同社の場合は「米国相互関税影響を吸収し・・・」とあります。まあ、今年度の為替前提をユーロで 23円も安全側に見ていたんですから、そのくらいを吸収する余裕は最初からあったんでしょう。
「コーポレートにリスクとして織り込んでいた分を・・・」
要は経営管理部門がこういうのをかき集めてプールしておいたもののを小出しにするということです。まあ、これってやり過ぎるとワケがわからなくなるんですよ。事業現場は毎月見通しのレビューを求められるし・・・一般論ですが(笑)
もうここに至る経緯は何度も繰り返しては書きませんが、要は5年かけて漸くコロナ前のレベルに戻った・・・ように「表面上は」見えます。でもね、コロナ前の 2019年ってドルレートは今の 145円なんてのと違って 115円くらいだったワケです。それを勘案するともっとシュリンクしているんですね・・・
あれ?説明資料をよく見てみれば・・・上に書いたことを訂正する必要がありそうです。前年度、あれだけ派手に負の遺産を清算して(減損して)成長軌道に立て直す!と刷り込まれていたので、減収の要因は減損して売却整理した事業群の売上高が無くなったから・・・と思い込んでいました。しかし、この表を見ると「全ての既存事業セグメントが減収」じゃないですか?・・・え?
まあ、まだQ1だからとりあえずはスルーしましょう。Q2はいよいよ待った無しの状況と思えます。

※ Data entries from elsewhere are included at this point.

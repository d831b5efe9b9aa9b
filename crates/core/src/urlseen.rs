// Trawler is a decentralized web crawling and archiving cluster.
// Copyright (C) 2024 Stract ApS
//
// This program is free software: you can redistribute it and/or modify
// it under the terms of the GNU Affero General Public License as
// published by the Free Software Foundation, either version 3 of the
// License, or (at your option) any later version.
//
// This program is distributed in the hope that it will be useful,
// but WITHOUT ANY WARRANTY; without even the implied warranty of
// MERCHANTABILITY or FITNESS FOR A PARTICULAR PURPOSE.  See the
// GNU Affero General Public License for more details.
//
// You should have received a copy of the GNU Affero General Public License
// along with this program.  If not, see <https://www.gnu.org/licenses/>.

//! Per-job url-seen database. A crawler records every url it finished so a
//! restart does not re-archive work it already reported. Durability is
//! deliberately relaxed (`synchronous=OFF`, WAL); losing the last few rows
//! on a crash costs a duplicate fetch, nothing more.

use std::path::Path;

use rusqlite::Connection;

use crate::job::UrlConfig;
use crate::Result;

pub struct UrlSeenDb {
    conn: Connection,
    table: String,
}

impl UrlSeenDb {
    pub fn open(dir: &Path, job: &str) -> Result<Self> {
        std::fs::create_dir_all(dir)?;
        let conn = Connection::open(dir.join(format!("{job}.db")))?;

        conn.pragma_update(None, "synchronous", "OFF")?;
        conn.query_row("PRAGMA journal_mode = WAL", [], |_| Ok(()))?;

        let table = format!("crawler_{}", sanitize(job));
        conn.execute(
            &format!("CREATE TABLE IF NOT EXISTS {table} (url TEXT, depth INTEGER, parent TEXT)"),
            [],
        )?;

        Ok(Self { conn, table })
    }

    pub fn insert(&self, url: &UrlConfig) -> Result<()> {
        self.conn.execute(
            &format!("INSERT INTO {} VALUES (?1, ?2, ?3)", self.table),
            rusqlite::params![
                url.url,
                url.depth as i64,
                url.parent_url.as_deref().unwrap_or(""),
            ],
        )?;

        Ok(())
    }

    pub fn contains(&self, url: &str) -> Result<bool> {
        let found = self
            .conn
            .query_row(
                &format!("SELECT 1 FROM {} WHERE url = ?1 LIMIT 1", self.table),
                rusqlite::params![url],
                |_| Ok(()),
            )
            .map(|_| true)
            .or_else(|e| match e {
                rusqlite::Error::QueryReturnedNoRows => Ok(false),
                other => Err(other),
            })?;

        Ok(found)
    }
}

fn sanitize(job: &str) -> String {
    job.chars()
        .map(|c| if c.is_ascii_alphanumeric() { c } else { '_' })
        .collect()
}

#[cfg(test)]
mod tests {
    use super::*;

    fn url(u: &str) -> UrlConfig {
        UrlConfig {
            job: "demo_abc".to_string(),
            url: u.to_string(),
            depth: 1,
            parent_url: Some("https://a/".to_string()),
        }
    }

    #[test]
    fn inserted_urls_are_seen() {
        let dir = tempfile::tempdir().unwrap();
        let db = UrlSeenDb::open(dir.path(), "demo_abc").unwrap();

        assert!(!db.contains("https://a/page").unwrap());
        db.insert(&url("https://a/page")).unwrap();
        assert!(db.contains("https://a/page").unwrap());
        assert!(!db.contains("https://a/other").unwrap());
    }

    #[test]
    fn reopening_keeps_rows() {
        let dir = tempfile::tempdir().unwrap();

        {
            let db = UrlSeenDb::open(dir.path(), "demo_abc").unwrap();
            db.insert(&url("https://a/page")).unwrap();
        }

        let db = UrlSeenDb::open(dir.path(), "demo_abc").unwrap();
        assert!(db.contains("https://a/page").unwrap());
    }

    #[test]
    fn seed_url_without_parent_is_stored() {
        let dir = tempfile::tempdir().unwrap();
        let db = UrlSeenDb::open(dir.path(), "demo_abc").unwrap();

        db.insert(&UrlConfig::seed("demo_abc", "https://a/")).unwrap();
        assert!(db.contains("https://a/").unwrap());
    }
}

ペロブスカイト太陽電池向けの膜フイルムが期待の星とのこと(かつて有機 ELで達成できていたバリア性能程の厳しさは求められないので大丈夫・・・という説明を聞いたことがある)・・・ですが、新規事業を立ち上げるのはそんな甘いもんじゃないとうことは私が自ら体験したところです。
一番間違えがちなのは価格設定です。バリア性に優れるということだけを拠り所にして、その分は付加価値として価格(平米単価)を高く設定できる・・・なんて考えがちですが、大間違いです!先行する企業も性能を上げて来るし、価格もどんどん下がるし、安く売ると初期の採算が合わないし、逡巡してモタモタしているとまた時間だけ経ってしまうし・・・競合・強豪犇めく業界の厳しさをわかっておられるのでしょうか?事業を任せる人の目利きは大丈夫なのでしょうか?
説明会は下期などに先送りせず今スグにでも開催して頂きたいものですが(今スグ開催しないという段階でスピード感を全く感じません。そんなスピード感でいいんでしょうかね?)・・・「いつ頃どのくらいの事業規模になるのかのスケジュールと規模と確からしさ」を明確に語って頂きたいもの・・・と要望しておきます。それが明確に語れない様なら全く無意味な説明会と言わざるを得ないでしょう。